Provided data -
****************
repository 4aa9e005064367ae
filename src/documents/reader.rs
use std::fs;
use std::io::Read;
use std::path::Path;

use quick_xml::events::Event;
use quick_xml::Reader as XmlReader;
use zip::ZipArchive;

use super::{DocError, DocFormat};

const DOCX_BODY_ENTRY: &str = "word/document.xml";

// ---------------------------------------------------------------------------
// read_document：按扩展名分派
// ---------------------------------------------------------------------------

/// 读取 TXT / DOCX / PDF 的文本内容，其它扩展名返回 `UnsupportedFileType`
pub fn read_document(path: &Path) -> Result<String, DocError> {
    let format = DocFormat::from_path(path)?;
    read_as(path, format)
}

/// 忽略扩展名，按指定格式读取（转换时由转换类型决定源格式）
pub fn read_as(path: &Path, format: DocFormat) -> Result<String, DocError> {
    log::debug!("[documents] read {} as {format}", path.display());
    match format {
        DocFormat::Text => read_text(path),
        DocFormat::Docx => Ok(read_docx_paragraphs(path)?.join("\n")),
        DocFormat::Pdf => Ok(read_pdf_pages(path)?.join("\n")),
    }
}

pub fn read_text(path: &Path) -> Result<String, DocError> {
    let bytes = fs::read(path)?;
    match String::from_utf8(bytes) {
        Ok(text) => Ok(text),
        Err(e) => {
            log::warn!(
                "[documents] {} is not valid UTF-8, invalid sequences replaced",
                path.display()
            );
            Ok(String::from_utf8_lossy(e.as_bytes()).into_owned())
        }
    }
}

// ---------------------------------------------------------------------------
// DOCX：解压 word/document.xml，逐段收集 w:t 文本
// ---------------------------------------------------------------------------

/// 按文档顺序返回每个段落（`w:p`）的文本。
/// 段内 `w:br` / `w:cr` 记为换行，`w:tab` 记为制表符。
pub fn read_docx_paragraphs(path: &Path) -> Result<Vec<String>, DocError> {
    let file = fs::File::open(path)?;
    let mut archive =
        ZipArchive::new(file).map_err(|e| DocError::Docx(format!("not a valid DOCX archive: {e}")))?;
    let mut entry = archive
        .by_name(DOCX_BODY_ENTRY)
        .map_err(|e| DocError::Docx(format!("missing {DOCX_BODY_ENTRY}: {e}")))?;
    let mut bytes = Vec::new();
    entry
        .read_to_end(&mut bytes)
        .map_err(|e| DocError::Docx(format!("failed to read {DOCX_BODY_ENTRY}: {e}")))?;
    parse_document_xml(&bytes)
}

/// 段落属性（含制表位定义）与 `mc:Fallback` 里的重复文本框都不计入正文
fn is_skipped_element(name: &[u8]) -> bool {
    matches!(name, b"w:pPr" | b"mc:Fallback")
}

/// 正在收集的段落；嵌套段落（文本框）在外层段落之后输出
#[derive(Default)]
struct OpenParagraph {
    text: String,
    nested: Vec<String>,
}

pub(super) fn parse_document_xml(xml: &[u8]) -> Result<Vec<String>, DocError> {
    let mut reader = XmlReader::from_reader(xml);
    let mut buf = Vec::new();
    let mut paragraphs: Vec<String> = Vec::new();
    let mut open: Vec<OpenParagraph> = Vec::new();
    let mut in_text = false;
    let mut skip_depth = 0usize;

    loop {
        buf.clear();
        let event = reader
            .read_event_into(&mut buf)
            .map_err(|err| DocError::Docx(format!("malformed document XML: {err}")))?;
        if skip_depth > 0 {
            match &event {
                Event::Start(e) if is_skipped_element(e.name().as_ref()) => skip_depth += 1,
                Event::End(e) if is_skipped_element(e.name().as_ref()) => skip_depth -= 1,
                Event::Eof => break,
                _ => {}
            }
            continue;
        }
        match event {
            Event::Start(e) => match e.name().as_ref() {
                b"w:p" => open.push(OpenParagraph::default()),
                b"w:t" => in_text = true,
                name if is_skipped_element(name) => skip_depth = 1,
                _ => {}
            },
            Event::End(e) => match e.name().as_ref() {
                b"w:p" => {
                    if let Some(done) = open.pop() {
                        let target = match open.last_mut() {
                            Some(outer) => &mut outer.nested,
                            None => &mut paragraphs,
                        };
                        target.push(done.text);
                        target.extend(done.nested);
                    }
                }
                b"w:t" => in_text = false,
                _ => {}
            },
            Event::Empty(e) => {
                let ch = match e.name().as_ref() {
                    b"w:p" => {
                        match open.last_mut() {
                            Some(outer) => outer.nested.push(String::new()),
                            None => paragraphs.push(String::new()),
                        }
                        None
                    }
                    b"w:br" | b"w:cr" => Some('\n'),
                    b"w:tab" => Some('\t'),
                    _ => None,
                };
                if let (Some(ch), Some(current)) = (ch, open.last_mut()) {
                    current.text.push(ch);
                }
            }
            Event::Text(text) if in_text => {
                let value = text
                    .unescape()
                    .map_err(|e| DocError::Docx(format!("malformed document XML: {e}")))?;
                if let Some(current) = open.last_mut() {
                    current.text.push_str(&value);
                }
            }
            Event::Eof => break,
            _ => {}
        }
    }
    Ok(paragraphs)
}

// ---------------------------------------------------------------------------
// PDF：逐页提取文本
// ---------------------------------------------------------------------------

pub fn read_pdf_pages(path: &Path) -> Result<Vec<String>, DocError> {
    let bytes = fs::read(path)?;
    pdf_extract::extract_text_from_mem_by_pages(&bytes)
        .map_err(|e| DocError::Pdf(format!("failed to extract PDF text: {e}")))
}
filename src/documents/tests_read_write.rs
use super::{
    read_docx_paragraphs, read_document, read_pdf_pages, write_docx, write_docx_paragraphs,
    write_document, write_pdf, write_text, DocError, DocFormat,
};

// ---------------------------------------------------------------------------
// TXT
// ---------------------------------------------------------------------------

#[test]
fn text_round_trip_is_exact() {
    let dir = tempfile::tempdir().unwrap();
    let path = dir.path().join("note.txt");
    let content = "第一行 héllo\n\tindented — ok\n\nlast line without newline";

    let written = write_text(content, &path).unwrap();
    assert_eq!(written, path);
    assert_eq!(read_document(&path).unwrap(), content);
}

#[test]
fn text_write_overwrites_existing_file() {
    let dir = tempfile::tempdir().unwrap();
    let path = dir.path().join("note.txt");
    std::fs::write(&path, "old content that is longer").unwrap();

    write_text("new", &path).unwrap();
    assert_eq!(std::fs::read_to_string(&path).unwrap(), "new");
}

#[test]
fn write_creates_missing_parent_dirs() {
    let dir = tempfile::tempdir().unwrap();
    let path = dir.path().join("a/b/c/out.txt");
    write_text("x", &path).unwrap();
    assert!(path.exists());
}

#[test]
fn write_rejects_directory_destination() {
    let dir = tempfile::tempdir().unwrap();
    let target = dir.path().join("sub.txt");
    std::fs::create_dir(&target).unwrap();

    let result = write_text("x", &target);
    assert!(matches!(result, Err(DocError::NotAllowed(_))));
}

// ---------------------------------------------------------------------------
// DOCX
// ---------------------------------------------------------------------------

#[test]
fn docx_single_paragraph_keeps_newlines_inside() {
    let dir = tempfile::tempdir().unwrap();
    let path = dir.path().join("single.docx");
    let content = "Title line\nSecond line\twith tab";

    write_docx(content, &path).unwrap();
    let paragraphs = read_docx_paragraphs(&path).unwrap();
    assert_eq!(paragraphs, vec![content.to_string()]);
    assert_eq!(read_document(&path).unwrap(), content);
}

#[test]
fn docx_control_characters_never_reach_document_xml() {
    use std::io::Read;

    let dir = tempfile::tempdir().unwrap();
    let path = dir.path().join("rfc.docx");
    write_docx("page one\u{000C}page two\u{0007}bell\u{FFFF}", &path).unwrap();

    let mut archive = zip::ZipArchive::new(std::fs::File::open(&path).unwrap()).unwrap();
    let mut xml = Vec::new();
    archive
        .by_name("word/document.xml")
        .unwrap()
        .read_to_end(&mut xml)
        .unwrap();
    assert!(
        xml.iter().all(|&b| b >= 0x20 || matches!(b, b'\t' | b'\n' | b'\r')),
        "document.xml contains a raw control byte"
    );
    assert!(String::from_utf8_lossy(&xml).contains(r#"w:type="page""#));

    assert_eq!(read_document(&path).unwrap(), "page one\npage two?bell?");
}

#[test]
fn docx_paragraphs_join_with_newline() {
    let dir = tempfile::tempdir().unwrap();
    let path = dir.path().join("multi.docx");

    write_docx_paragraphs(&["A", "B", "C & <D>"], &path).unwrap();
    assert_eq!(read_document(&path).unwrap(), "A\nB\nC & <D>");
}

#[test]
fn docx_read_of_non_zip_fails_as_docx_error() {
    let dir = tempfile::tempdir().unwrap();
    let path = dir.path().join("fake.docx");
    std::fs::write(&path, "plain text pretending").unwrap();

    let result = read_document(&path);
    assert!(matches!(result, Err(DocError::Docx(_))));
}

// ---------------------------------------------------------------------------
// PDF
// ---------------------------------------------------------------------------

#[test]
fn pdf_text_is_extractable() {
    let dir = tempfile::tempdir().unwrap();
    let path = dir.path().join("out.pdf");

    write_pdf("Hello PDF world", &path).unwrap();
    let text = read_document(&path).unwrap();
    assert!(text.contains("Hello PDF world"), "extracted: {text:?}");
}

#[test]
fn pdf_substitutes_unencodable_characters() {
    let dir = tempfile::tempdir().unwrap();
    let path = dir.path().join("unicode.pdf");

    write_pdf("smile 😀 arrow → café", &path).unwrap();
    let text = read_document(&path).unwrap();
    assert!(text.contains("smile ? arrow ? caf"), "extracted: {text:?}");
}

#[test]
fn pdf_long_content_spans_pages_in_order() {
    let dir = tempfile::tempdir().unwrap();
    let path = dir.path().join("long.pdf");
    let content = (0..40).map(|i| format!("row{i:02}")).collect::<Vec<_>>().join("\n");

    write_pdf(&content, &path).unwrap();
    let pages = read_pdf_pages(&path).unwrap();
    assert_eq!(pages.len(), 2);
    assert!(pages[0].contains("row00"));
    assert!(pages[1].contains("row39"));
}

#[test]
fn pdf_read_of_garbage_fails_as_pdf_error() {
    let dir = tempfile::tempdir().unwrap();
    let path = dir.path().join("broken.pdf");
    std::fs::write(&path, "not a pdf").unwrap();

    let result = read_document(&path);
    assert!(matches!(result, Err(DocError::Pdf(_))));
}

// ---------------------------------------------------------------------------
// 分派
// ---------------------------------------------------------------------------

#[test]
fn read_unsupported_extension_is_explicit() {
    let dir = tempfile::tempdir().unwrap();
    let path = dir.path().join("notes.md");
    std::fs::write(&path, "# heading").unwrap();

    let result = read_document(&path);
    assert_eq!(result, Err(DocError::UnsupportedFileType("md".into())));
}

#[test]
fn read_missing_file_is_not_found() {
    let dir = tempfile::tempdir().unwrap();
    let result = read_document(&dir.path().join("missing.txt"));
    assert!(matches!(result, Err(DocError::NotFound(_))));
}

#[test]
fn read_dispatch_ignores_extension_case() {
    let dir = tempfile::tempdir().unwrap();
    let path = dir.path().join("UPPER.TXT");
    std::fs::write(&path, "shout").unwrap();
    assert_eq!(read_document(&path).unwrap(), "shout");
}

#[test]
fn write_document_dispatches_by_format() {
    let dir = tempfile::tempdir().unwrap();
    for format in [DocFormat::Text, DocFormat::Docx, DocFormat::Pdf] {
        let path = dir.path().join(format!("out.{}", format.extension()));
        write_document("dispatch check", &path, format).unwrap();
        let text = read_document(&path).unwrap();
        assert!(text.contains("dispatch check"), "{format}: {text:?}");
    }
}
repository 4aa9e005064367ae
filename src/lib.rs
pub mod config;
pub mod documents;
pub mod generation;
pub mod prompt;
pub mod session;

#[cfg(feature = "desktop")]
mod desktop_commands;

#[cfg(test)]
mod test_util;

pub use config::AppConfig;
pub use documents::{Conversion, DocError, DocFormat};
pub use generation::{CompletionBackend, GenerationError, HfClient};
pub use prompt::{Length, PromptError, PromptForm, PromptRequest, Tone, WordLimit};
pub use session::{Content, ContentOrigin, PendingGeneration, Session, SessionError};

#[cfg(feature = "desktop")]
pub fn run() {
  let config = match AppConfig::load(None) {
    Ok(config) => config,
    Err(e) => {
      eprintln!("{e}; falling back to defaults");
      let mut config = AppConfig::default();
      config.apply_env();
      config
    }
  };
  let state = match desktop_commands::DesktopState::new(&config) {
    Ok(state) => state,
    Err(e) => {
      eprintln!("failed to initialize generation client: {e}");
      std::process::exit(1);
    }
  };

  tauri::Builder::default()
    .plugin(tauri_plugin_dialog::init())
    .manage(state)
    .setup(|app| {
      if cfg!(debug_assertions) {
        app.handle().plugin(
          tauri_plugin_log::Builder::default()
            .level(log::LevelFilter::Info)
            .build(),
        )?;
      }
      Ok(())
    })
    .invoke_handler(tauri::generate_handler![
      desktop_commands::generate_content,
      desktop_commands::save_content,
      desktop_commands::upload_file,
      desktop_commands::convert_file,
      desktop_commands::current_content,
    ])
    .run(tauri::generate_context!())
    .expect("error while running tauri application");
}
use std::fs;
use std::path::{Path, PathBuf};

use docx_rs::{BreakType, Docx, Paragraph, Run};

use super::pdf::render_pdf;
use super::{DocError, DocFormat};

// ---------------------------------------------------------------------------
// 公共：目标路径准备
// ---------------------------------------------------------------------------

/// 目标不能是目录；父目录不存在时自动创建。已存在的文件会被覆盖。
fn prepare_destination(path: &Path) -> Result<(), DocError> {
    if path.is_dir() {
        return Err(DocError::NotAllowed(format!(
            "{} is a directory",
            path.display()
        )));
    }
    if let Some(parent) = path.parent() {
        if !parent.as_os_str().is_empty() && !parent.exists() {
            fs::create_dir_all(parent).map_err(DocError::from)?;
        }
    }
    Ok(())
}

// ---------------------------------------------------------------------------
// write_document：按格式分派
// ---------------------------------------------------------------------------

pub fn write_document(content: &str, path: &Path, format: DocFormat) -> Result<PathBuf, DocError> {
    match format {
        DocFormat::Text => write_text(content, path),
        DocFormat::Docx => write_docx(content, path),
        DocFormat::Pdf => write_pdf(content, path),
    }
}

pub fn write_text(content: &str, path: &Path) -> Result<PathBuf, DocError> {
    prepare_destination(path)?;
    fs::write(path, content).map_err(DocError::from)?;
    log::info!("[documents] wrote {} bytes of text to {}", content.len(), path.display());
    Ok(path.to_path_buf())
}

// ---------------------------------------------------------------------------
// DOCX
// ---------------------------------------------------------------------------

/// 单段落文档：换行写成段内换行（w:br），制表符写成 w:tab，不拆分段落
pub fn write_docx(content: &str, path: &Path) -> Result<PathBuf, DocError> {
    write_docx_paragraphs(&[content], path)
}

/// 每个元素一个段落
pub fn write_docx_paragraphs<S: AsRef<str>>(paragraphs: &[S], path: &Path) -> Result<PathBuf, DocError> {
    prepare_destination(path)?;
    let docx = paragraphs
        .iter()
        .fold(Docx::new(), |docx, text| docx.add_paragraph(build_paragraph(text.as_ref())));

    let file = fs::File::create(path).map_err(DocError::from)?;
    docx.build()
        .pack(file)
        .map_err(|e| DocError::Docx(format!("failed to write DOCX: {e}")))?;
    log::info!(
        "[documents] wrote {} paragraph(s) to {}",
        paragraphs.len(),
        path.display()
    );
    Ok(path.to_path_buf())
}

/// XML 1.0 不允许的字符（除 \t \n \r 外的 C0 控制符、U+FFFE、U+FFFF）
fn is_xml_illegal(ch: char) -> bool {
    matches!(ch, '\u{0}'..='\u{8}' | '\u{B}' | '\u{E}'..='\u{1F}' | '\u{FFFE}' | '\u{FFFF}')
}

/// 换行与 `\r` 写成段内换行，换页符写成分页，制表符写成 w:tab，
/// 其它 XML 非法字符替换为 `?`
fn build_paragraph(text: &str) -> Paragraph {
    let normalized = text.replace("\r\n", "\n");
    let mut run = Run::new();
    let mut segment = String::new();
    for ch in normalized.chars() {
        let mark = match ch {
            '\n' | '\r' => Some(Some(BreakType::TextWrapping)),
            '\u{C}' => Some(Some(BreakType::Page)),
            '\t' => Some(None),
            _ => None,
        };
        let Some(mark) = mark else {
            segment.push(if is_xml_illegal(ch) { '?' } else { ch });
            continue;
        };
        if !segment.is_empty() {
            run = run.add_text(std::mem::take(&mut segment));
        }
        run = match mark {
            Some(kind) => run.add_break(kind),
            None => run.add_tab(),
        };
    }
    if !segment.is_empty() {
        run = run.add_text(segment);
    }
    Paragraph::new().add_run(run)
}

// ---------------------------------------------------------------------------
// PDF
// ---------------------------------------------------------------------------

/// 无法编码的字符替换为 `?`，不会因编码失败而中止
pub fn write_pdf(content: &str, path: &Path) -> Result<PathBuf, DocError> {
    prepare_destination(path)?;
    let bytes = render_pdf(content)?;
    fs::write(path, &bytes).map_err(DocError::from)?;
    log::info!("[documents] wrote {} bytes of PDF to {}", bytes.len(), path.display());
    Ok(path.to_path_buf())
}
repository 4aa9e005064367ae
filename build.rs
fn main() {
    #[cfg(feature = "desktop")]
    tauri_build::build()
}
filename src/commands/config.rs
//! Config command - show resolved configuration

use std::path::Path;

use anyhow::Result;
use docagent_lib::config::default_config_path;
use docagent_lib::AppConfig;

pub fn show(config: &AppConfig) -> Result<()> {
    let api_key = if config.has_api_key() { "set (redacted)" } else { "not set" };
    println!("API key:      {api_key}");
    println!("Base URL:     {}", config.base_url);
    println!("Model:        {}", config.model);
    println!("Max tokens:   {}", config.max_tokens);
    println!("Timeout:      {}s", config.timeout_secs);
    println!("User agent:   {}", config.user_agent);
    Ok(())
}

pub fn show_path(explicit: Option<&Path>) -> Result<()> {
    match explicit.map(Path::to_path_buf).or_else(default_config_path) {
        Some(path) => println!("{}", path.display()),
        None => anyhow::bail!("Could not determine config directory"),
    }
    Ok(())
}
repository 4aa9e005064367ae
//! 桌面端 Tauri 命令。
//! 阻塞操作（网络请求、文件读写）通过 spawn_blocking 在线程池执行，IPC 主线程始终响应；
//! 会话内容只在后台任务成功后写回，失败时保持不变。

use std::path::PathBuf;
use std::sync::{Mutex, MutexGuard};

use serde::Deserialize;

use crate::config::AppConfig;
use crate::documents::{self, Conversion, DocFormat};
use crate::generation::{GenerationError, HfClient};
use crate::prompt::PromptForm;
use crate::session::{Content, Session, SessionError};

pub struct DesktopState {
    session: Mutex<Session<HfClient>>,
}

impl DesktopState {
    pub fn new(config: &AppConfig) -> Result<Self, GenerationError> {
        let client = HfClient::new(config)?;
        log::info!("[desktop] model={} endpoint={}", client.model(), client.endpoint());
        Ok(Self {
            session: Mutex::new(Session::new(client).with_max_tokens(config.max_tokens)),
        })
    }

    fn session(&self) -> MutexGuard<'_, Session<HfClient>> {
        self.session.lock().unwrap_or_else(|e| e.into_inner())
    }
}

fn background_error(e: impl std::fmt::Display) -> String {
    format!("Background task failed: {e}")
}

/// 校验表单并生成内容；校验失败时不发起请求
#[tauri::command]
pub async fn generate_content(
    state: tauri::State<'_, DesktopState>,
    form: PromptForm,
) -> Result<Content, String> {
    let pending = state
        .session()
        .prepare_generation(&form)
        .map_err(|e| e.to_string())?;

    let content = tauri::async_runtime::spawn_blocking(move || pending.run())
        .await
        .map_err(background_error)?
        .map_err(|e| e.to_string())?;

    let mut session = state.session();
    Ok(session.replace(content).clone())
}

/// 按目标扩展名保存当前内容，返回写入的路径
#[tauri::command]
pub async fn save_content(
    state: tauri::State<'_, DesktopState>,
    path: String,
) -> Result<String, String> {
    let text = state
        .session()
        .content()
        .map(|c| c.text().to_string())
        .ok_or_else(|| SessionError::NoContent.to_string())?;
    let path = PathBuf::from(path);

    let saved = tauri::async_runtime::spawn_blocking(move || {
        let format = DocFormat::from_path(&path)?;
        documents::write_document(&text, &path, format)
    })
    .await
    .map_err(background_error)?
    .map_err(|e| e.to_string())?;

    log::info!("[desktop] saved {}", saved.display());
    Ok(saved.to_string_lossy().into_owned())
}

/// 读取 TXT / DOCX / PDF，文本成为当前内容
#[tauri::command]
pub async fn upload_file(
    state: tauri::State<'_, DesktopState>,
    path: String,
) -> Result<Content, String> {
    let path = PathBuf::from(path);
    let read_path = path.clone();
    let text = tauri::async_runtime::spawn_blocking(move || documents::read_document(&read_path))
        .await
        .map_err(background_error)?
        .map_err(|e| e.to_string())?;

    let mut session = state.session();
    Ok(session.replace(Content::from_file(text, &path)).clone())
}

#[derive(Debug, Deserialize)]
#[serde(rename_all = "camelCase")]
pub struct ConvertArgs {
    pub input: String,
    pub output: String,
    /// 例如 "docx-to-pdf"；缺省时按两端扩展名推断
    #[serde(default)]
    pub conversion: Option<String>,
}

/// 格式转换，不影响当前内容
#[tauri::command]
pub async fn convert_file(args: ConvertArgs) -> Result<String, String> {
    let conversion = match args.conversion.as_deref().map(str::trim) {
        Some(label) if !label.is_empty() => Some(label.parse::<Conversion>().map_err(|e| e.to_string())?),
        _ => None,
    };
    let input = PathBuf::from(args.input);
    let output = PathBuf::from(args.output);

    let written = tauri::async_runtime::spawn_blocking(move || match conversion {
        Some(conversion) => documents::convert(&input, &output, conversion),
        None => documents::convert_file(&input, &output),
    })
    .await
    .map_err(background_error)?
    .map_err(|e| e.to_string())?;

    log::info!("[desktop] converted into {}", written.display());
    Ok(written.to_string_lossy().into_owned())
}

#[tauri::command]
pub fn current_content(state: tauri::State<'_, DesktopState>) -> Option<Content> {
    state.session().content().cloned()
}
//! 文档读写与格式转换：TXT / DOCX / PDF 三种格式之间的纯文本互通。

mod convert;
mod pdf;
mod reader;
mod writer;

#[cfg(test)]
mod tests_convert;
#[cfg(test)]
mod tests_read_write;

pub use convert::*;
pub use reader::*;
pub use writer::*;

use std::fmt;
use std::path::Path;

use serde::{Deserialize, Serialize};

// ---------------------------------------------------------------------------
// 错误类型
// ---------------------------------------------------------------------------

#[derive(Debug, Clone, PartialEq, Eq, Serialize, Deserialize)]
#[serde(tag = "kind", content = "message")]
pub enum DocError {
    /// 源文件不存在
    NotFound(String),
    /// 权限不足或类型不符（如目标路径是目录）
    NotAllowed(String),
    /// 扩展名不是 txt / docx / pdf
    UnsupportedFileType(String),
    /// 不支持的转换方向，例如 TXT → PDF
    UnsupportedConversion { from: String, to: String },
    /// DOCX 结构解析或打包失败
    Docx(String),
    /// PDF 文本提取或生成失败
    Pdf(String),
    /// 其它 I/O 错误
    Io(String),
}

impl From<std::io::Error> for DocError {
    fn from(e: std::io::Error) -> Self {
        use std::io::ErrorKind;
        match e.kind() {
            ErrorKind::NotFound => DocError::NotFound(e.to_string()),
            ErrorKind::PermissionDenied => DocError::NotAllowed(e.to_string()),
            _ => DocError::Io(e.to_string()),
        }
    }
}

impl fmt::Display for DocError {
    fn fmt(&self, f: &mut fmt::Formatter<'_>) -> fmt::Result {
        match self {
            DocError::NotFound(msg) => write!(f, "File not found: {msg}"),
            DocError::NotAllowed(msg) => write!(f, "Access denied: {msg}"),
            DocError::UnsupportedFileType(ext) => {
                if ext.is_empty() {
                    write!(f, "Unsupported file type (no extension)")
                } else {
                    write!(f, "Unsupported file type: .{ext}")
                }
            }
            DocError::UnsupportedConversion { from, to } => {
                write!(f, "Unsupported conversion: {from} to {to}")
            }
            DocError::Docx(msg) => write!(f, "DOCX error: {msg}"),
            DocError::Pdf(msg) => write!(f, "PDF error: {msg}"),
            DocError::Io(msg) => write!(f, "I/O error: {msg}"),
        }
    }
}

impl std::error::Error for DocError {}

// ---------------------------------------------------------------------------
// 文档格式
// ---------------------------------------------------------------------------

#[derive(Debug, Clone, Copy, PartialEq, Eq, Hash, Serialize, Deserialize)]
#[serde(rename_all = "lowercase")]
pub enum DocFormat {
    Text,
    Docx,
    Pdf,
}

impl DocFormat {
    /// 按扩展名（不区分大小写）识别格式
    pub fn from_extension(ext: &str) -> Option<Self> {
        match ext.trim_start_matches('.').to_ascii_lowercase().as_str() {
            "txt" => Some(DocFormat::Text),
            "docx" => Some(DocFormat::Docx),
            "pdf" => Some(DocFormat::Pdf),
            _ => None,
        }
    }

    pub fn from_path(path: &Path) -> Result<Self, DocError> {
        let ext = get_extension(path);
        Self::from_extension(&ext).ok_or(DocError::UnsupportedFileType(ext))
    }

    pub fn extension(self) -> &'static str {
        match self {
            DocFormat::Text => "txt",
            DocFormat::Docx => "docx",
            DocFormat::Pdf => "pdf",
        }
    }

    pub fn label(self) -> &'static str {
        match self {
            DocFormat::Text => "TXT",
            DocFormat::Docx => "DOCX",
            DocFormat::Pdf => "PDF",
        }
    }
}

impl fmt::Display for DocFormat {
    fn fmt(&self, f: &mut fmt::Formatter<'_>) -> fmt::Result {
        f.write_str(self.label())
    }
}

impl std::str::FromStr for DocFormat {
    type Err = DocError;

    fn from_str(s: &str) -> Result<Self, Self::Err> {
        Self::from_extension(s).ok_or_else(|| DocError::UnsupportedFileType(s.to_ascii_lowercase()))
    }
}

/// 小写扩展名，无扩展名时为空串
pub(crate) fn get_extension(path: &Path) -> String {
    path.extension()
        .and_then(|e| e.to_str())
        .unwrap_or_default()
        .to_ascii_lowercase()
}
****************
Activity - Say how many lines in this material hold "exists", and say nothing else.

Task output - 2